--- Exercise prompt ---
Find the word "config" in the listing. Copy out each line where it occurs.
#####
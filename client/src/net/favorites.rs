//! Favorite providers (`/api/favorites`). Patients only.

#![allow(clippy::unused_async)]

#[cfg(test)]
#[path = "favorites_test.rs"]
mod favorites_test;

use std::collections::HashSet;

use super::http::ApiError;
use super::types::ProviderSummary;

pub const FAVORITES_PATH: &str = "/api/favorites";
pub const FAVORITE_PROVIDERS_PATH: &str = "/api/favorites/providers";

pub fn favorite_path(provider_id: &str) -> String {
    format!("{FAVORITES_PATH}/{provider_id}")
}

/// Key a provider is favorited under: the affiliated id, else the NPI number.
pub fn favorite_key(provider: &ProviderSummary) -> &str {
    if provider.is_affiliated || provider.npi_number.trim().is_empty() {
        &provider.id
    } else {
        provider.npi_number.trim()
    }
}

pub fn is_favorite(favorites: &HashSet<String>, provider: &ProviderSummary) -> bool {
    favorites.contains(favorite_key(provider))
}

/// `GET /api/favorites`: ids of favorited providers.
///
/// # Errors
///
/// Returns `ApiError` on transport or server failure.
pub async fn list_favorite_ids(token: &str) -> Result<HashSet<String>, ApiError> {
    #[cfg(feature = "hydrate")]
    {
        let request = super::http::with_bearer(
            gloo_net::http::Request::get(&crate::config::api_url(FAVORITES_PATH)),
            token,
        )
        .build();
        super::http::send_json::<super::types::FavoritesResponse>(request)
            .await
            .map(|r| r.favorites.into_iter().collect())
    }
    #[cfg(not(feature = "hydrate"))]
    {
        let _ = token;
        Err(ApiError::Unavailable)
    }
}

/// `GET /api/favorites/providers`: favorited providers with display data.
///
/// # Errors
///
/// Returns `ApiError` on transport or server failure.
pub async fn list_favorite_providers(token: &str) -> Result<Vec<ProviderSummary>, ApiError> {
    #[cfg(feature = "hydrate")]
    {
        let request = super::http::with_bearer(
            gloo_net::http::Request::get(&crate::config::api_url(FAVORITE_PROVIDERS_PATH)),
            token,
        )
        .build();
        super::http::send_json::<super::types::FavoriteProvidersResponse>(request)
            .await
            .map(|r| r.providers)
    }
    #[cfg(not(feature = "hydrate"))]
    {
        let _ = token;
        Err(ApiError::Unavailable)
    }
}

/// `POST /api/favorites/{id}`.
///
/// # Errors
///
/// Returns `ApiError`; 409 when already a favorite.
pub async fn add_favorite(token: &str, key: &str) -> Result<String, ApiError> {
    #[cfg(feature = "hydrate")]
    {
        let request = super::http::with_bearer(
            gloo_net::http::Request::post(&crate::config::api_url(&favorite_path(key))),
            token,
        )
        .build();
        super::http::send_json::<super::types::MessageResponse>(request).await.map(|r| r.message)
    }
    #[cfg(not(feature = "hydrate"))]
    {
        let _ = (token, key);
        Err(ApiError::Unavailable)
    }
}

/// `DELETE /api/favorites/{id}`.
///
/// # Errors
///
/// Returns `ApiError` on transport or server failure.
pub async fn remove_favorite(token: &str, key: &str) -> Result<String, ApiError> {
    #[cfg(feature = "hydrate")]
    {
        let request = super::http::with_bearer(
            gloo_net::http::Request::delete(&crate::config::api_url(&favorite_path(key))),
            token,
        )
        .build();
        super::http::send_json::<super::types::MessageResponse>(request).await.map(|r| r.message)
    }
    #[cfg(not(feature = "hydrate"))]
    {
        let _ = (token, key);
        Err(ApiError::Unavailable)
    }
}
#####
--- Written answer ---
            gloo_net::http::Request::get(&crate::config::api_url(FAVORITES_PATH)),
            gloo_net::http::Request::get(&crate::config::api_url(FAVORITE_PROVIDERS_PATH)),
            gloo_net::http::Request::post(&crate::config::api_url(&favorite_path(key))),
            gloo_net::http::Request::delete(&crate::config::api_url(&favorite_path(key))),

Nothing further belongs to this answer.